• [TO DO]:
Among the records that follow, find the line with "repository 84639631f00d51e1" and the line with "use crate::graph::template::Resources;". Set down those lines and all lines between them exactly, without adding anything.

• [INFORMATION PROVIDED]:
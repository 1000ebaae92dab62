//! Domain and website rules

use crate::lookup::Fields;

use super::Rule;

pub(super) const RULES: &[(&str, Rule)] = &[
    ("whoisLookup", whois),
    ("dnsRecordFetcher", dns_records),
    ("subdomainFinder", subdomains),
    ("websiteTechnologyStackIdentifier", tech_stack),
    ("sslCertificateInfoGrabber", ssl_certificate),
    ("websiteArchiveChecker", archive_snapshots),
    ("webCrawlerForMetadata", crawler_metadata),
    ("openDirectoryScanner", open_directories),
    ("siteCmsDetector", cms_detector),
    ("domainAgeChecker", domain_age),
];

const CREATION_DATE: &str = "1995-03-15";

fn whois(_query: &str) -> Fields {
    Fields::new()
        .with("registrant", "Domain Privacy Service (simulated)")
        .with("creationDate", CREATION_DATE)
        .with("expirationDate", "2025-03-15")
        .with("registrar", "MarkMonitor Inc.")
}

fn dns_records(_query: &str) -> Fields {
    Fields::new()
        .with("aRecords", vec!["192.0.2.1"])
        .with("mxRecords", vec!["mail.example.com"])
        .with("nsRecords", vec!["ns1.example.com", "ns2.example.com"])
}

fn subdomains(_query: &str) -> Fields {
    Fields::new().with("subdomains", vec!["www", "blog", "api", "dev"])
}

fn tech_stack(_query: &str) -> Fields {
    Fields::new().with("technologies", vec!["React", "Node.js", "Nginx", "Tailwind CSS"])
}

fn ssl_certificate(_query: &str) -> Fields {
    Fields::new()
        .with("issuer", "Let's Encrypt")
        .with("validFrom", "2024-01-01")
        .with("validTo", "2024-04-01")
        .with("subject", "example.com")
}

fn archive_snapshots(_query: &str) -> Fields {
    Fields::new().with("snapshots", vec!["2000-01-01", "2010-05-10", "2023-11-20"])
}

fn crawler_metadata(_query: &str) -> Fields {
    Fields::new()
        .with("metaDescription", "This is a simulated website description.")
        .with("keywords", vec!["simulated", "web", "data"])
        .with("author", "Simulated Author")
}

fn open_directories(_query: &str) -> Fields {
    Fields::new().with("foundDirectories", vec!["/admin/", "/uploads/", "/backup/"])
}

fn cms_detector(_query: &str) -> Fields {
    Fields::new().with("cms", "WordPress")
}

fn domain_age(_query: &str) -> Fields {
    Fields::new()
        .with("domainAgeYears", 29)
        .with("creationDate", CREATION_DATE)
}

...

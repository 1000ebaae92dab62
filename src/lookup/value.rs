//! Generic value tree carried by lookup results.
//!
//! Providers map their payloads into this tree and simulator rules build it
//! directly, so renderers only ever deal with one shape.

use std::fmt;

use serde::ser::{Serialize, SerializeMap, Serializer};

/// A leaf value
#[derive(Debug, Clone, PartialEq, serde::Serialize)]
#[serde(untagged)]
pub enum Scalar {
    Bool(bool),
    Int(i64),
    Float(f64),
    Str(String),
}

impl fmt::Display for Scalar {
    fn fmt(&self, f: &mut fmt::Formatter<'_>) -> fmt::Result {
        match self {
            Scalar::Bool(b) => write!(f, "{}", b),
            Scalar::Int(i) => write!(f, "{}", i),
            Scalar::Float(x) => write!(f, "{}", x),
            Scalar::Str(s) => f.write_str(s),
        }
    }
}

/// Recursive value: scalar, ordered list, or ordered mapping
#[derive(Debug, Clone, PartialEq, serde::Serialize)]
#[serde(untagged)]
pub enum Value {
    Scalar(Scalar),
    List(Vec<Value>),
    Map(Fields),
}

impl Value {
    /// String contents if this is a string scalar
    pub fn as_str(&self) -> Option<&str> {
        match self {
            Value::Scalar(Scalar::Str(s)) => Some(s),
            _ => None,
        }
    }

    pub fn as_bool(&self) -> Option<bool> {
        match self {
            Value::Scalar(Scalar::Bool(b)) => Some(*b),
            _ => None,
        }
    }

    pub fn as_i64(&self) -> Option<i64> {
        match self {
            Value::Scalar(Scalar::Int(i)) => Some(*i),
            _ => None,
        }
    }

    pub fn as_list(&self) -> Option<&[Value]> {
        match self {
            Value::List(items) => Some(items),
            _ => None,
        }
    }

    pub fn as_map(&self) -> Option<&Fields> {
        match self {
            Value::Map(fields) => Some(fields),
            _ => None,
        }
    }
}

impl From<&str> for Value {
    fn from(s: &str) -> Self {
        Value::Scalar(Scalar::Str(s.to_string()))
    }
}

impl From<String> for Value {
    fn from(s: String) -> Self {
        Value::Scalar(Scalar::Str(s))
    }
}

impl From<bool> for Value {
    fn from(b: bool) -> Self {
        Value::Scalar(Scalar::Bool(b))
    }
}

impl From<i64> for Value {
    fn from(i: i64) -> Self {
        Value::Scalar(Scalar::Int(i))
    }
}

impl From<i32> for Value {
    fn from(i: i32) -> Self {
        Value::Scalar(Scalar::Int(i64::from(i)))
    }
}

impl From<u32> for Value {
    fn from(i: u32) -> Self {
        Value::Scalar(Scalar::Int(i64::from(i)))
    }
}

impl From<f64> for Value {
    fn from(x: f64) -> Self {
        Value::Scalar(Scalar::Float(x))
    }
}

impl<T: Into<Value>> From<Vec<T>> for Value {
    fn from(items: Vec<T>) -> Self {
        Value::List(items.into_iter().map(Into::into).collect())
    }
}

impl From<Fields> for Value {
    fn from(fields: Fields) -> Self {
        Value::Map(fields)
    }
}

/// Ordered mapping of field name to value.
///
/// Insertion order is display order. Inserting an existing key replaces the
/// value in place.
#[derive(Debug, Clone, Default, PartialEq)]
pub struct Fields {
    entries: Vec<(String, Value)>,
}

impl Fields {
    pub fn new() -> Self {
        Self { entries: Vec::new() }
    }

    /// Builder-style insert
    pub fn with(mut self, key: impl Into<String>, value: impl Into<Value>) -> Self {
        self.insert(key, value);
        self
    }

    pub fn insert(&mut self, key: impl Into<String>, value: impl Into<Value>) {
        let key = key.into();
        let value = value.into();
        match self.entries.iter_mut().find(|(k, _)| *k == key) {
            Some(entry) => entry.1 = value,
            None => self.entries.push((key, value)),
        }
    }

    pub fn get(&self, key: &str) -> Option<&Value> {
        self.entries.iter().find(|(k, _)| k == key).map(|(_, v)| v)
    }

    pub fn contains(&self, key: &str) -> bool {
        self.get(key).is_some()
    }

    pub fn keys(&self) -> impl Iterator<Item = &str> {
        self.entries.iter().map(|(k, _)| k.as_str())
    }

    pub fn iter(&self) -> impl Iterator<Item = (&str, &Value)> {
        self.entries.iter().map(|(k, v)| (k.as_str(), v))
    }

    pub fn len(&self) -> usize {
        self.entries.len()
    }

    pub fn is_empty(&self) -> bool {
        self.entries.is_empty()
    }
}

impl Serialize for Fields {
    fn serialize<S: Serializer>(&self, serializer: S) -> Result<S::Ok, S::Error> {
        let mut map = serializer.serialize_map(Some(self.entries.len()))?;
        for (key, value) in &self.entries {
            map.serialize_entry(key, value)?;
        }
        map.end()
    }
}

==

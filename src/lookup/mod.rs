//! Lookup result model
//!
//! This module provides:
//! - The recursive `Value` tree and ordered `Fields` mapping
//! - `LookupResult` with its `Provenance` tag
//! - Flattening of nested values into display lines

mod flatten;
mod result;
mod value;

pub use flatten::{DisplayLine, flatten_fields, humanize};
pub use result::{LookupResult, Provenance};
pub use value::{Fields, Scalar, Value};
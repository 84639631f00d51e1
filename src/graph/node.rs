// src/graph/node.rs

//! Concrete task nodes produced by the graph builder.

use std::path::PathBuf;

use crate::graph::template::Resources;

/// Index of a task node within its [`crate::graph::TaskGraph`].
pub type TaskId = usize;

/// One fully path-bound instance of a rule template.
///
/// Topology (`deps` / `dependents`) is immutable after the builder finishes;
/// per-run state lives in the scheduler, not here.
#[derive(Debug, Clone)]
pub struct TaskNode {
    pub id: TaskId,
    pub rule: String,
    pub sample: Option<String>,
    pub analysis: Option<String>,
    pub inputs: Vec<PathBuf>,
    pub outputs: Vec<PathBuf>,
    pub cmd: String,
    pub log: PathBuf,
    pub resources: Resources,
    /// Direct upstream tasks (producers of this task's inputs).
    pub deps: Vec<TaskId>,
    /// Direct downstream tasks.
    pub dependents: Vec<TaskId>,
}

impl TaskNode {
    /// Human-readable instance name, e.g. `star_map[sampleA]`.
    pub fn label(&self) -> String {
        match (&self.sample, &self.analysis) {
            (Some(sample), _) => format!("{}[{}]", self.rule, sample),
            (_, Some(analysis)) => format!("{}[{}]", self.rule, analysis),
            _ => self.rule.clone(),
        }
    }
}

• [SOLUTION TO THIS TASK]:
repository 84639631f00d51e1
filename src/graph/node.rs
// src/graph/node.rs

//! Concrete task nodes produced by the graph builder.

use std::path::PathBuf;

use crate::graph::template::Resources;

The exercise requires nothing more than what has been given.